- Exercise prompt:
Would you please copy every line from the records that contains the word "target"?

- Data to use:
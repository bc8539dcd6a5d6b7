// src/sampler.rs
//! District school listing and uniform sampling without replacement.

use rand::Rng;
use tracing::{debug, warn};

use crate::error::UpstreamError;
use crate::upstream::{rows, MealApi, Params, SchoolRow, SCHOOL_INFO};

#[derive(Debug, Clone, Copy, PartialEq, Eq)]
pub struct Paging {
    pub page_size: usize,
    pub max_pages: usize,
}

impl Default for Paging {
    fn default() -> Self {
        Self {
            page_size: 100,
            max_pages: 10,
        }
    }
}

/// Every school in the district, in fetch order, up to `max_pages * page_size`.
///
/// Paging stops on a short page, at the page ceiling, or at the first page
/// request that fails (treated as "no more pages"). A page whose payload has
/// the wrong shape is a hard error.
pub async fn list_schools(
    api: &dyn MealApi,
    office_code: &str,
    paging: Paging,
) -> Result<Vec<SchoolRow>, UpstreamError> {
    let mut schools = Vec::new();

    for page in 1..=paging.max_pages {
        let params: Params = vec![
            ("pIndex", page.to_string()),
            ("pSize", paging.page_size.to_string()),
            ("ATPT_OFCDC_SC_CODE", office_code.to_string()),
        ];
        let body = match api.fetch(SCHOOL_INFO, &params).await {
            Ok(b) => b,
            Err(e) => {
                warn!(office_code, page, error = %e, "school list page failed; stopping");
                break;
            }
        };
        let Some(page_rows) = rows(&body, SCHOOL_INFO)? else {
            break;
        };

        let fetched = page_rows.len();
        schools.extend(
            page_rows
                .into_iter()
                .filter_map(|v| serde_json::from_value::<SchoolRow>(v).ok()),
        );
        debug!(office_code, page, fetched, "school list page");

        if fetched < paging.page_size {
            break;
        }
    }

    Ok(schools)
}

/// Draw `min(max_count, items.len())` elements without replacement.
/// The result is in selection order.
pub fn sample<T, R>(mut items: Vec<T>, max_count: usize, rng: &mut R) -> Vec<T>
where
    R: Rng,
{
    let target = max_count.min(items.len());
    let mut picked = Vec::with_capacity(target);
    while picked.len() < target {
        let idx = rng.random_range(0..items.len());
        picked.push(items.swap_remove(idx));
    }
    picked
}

- Response area:
    let target = max_count.min(items.len());
    let mut picked = Vec::with_capacity(target);
    while picked.len() < target {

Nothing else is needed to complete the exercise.